### Problem requirements
One number is the whole answer: how many lines of the records include "return".

### Data records

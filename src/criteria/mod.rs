//! Availability Evaluator
//!
//! Decides whether a registered operation applies to a specific resource by
//! evaluating the spec's target criteria against that resource.
//!
//! # Criteria language
//!
//! A small expression language over a single variable, `resource`, bound to a
//! JSON snapshot of the resource state:
//!
//! ```text
//! resource.hostName.startsWith('test') && resource.cpuCount == 4
//! resource.customProperties.p1 == 'v1'
//! !(resource.tags.includes('frozen')) || resource.powerState != 'ON'
//! ```
//!
//! Literals, dotted and indexed access, `== != === !== < <= > >=`,
//! `&& || !`, and a fixed set of helper methods (see [`parser::METHODS`]).
//! Anything else is rejected at parse time.
//!
//! Assignments parse, and write into the interpreter's own copy of the
//! snapshot. The caller's resource state is only ever borrowed immutably to
//! build that copy.
//!
//! # Policy
//!
//! - no criteria, or blank criteria: available
//! - the exact literals `true` / `false`: that value, resource ignored
//! - anything else: parsed and evaluated; malformed criteria are an
//!   [`EvaluationError`], never silently available or unavailable

mod eval;
mod lexer;
pub mod parser;

pub use eval::truthy;
pub use parser::{BinOp, Expr};

use serde_json::Value;

use crate::error::{Error, EvaluationError, Result};
use crate::resource::ResourceState;
use crate::spec::ResourceOperationSpec;

/// Name of the only variable a criteria may reference
pub const RESOURCE_VAR: &str = "resource";

/// Longest criteria string accepted
pub const MAX_CRITERIA_LEN: usize = 4096;

/// Deepest expression nesting accepted
pub const MAX_DEPTH: usize = 64;

/// Work one evaluation may do, counted in steps plus JSON nodes copied
pub const MAX_EVAL_COST: usize = 1 << 18;

/// A parsed criteria, reusable across resources
#[derive(Debug, Clone, PartialEq)]
pub struct Criteria {
    source: String,
    expr: Expr,
}

impl Criteria {
    pub fn parse(source: &str) -> std::result::Result<Self, EvaluationError> {
        Ok(Self {
            source: source.to_string(),
            expr: parser::parse(source)?,
        })
    }

    pub fn source(&self) -> &str {
        &self.source
    }

    pub fn expr(&self) -> &Expr {
        &self.expr
    }

    /// Evaluate against an owned snapshot. Non-boolean results are judged by
    /// truthiness.
    pub fn evaluate(&self, snapshot: Value) -> std::result::Result<bool, EvaluationError> {
        let mut interpreter = eval::Interpreter::new(snapshot);
        let result = interpreter.eval(&self.expr)?;
        Ok(truthy(&result))
    }

    /// Evaluate against a copy of `state`
    pub fn evaluate_state(&self, state: &ResourceState) -> std::result::Result<bool, EvaluationError> {
        self.evaluate(state.snapshot())
    }
}

/// Literal criteria that bypass the parser
fn literal(criteria: &str) -> Option<bool> {
    match criteria.trim() {
        "true" => Some(true),
        "false" => Some(false),
        _ => None,
    }
}

/// Whether `spec` applies to `state`
///
/// A missing spec is an [`Error::InvalidArgument`]. A missing state is only
/// an error when the criteria actually has to look at it.
pub fn is_available(
    state: Option<&ResourceState>,
    spec: Option<&ResourceOperationSpec>,
) -> Result<bool> {
    let Some(spec) = spec else {
        return Err(Error::invalid_argument("spec is required"));
    };

    let available = criteria_holds(spec.target_criteria.as_deref(), state)?;
    if spec.has_criteria() {
        tracing::debug!(
            "criteria for {} on {}: {} -> {}",
            spec.operation,
            state.map(|s| s.self_link.as_str()).unwrap_or("<none>"),
            spec.target_criteria.as_deref().unwrap_or_default(),
            available
        );
    }
    Ok(available)
}

/// Apply the availability policy to a bare criteria string
pub fn criteria_holds(criteria: Option<&str>, state: Option<&ResourceState>) -> Result<bool> {
    let criteria = match criteria.map(str::trim) {
        None | Some("") => return Ok(true),
        Some(criteria) => criteria,
    };

    if let Some(value) = literal(criteria) {
        return Ok(value);
    }

    let Some(state) = state else {
        return Err(Error::invalid_argument(format!(
            "resource state is required to evaluate '{}'",
            criteria
        )));
    };

    Ok(Criteria::parse(criteria)?.evaluate_state(state)?)
}
//! Application shell and event loop.
//!
//! [`run`] opens a window, sets up the device and drives an
//! [`Application`] through winit. Window events go into a bounded
//! [`EventQueue`] owned by the loop; the application drains it once per
//! frame from [`Application::update`], right before the renderer draws.
//!
//! # Lifecycle
//!
//! 1. `init` once the window exists: load meshes, materials and textures
//!    into the tables and return the initial [`Scene`]
//! 2. `post_render_hook` once, to inject an optional per-frame hook
//! 3. every frame: `update` with the pending events and the frame time,
//!    then geometry, lighting and present passes

use std::sync::Arc;

use instant::{Duration, Instant};
use winit::{
    application::ApplicationHandler,
    event::WindowEvent,
    event_loop::{ActiveEventLoop, EventLoop},
    window::Window,
};

use crate::{
    config::RenderConfig,
    context::Context,
    data_structures::scene::Scene,
    device::Gpu,
    events::EventQueue,
    render::{PostRender, Renderer},
    tables::ResourceTables,
};

pub trait Application: 'static {
    /// Populate the resource tables and build the initial scene.
    fn init(&mut self, ctx: &Context, tables: &mut ResourceTables<Gpu>) -> anyhow::Result<Scene>;

    /// Called every frame before rendering.
    ///
    /// `events` holds every window event since the previous frame, oldest
    /// first.
    fn update(
        &mut self,
        ctx: &Context,
        scene: &mut Scene,
        tables: &mut ResourceTables<Gpu>,
        events: &mut EventQueue<WindowEvent>,
        dt: Duration,
    );

    /// Hook run after the present pass of every frame.
    fn post_render_hook(&mut self) -> Option<Box<dyn PostRender>> {
        None
    }
}

/// Everything that only exists once the window is up.
struct AppState {
    ctx: Context,
    tables: ResourceTables<Gpu>,
    scene: Scene,
    renderer: Renderer,
}

impl AppState {
    fn new<A: Application>(window: Arc<Window>, app: &mut A, config: &RenderConfig) -> Self {
        let ctx = match futures::executor::block_on(Context::new(window, config)) {
            Ok(ctx) => ctx,
            Err(e) => panic!(
                "App initialization failed. Cannot create the main context: {}",
                e
            ),
        };
        let mut tables = ResourceTables::new(ctx.gpu.clone(), config.material_indexing);
        let scene = match app.init(&ctx, &mut tables) {
            Ok(scene) => scene,
            Err(e) => panic!("App initialization failed. Cannot build the scene: {}", e),
        };
        let renderer = Renderer::new(&ctx, &mut tables, config.clone(), app.post_render_hook());
        Self {
            ctx,
            tables,
            scene,
            renderer,
        }
    }

    fn resize(&mut self, width: u32, height: u32) {
        if width > 0 && height > 0 {
            self.ctx.resize(width, height);
            self.renderer.resize(width, height, &mut self.tables);
            self.scene.camera.resize(width as f32, height as f32);
        }
    }
}

struct App<A: Application> {
    app: A,
    config: RenderConfig,
    state: Option<AppState>,
    events: EventQueue<WindowEvent>,
    last_time: Instant,
}

impl<A: Application> App<A> {
    fn new(app: A, config: RenderConfig) -> Self {
        Self {
            app,
            events: EventQueue::new(config.event_queue_capacity),
            config,
            state: None,
            last_time: Instant::now(),
        }
    }
}

impl<A: Application> ApplicationHandler for App<A> {
    fn resumed(&mut self, event_loop: &ActiveEventLoop) {
        if self.state.is_some() {
            return;
        }
        let window_attributes = Window::default_attributes().with_title("defer-ngin");
        let window = match event_loop.create_window(window_attributes) {
            Ok(window) => Arc::new(window),
            Err(e) => panic!("App initialization failed. Cannot open a window: {}", e),
        };
        let state = AppState::new(window, &mut self.app, &self.config);
        state.ctx.request_redraw();
        self.last_time = Instant::now();
        self.state = Some(state);
    }

    fn window_event(
        &mut self,
        event_loop: &ActiveEventLoop,
        _window_id: winit::window::WindowId,
        event: WindowEvent,
    ) {
        let state = match &mut self.state {
            Some(state) => state,
            None => return,
        };

        match event {
            WindowEvent::CloseRequested => event_loop.exit(),
            WindowEvent::Resized(size) => {
                state.resize(size.width, size.height);
                self.events.push(event);
            }
            WindowEvent::RedrawRequested => {
                let dt = self.last_time.elapsed();
                self.last_time = Instant::now();

                self.app.update(
                    &state.ctx,
                    &mut state.scene,
                    &mut state.tables,
                    &mut self.events,
                    dt,
                );
                match state
                    .renderer
                    .render(&state.ctx, &mut state.scene, &mut state.tables)
                {
                    Ok(()) => {}
                    // Reconfigure the surface if it's lost or outdated
                    Err(wgpu::SurfaceError::Lost | wgpu::SurfaceError::Outdated) => {
                        if let Some(window) = &state.ctx.window {
                            let size = window.inner_size();
                            state.resize(size.width, size.height);
                        }
                    }
                    Err(e) => {
                        log::error!("Unable to render {}", e);
                    }
                }
                state.ctx.request_redraw();
            }
            event => self.events.push(event),
        }
    }
}

/// Open a window and run `app` until the window is closed.
pub fn run<A: Application>(app: A, config: RenderConfig) -> anyhow::Result<()> {
    if let Err(e) = env_logger::try_init() {
        println!("Warning: Could not initialize logger: {}", e);
    };
    config.validate();

    let event_loop = EventLoop::new()?;
    let mut app = App::new(app, config);
    event_loop.run_app(&mut app)?;

    Ok(())
}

### Output of the task
7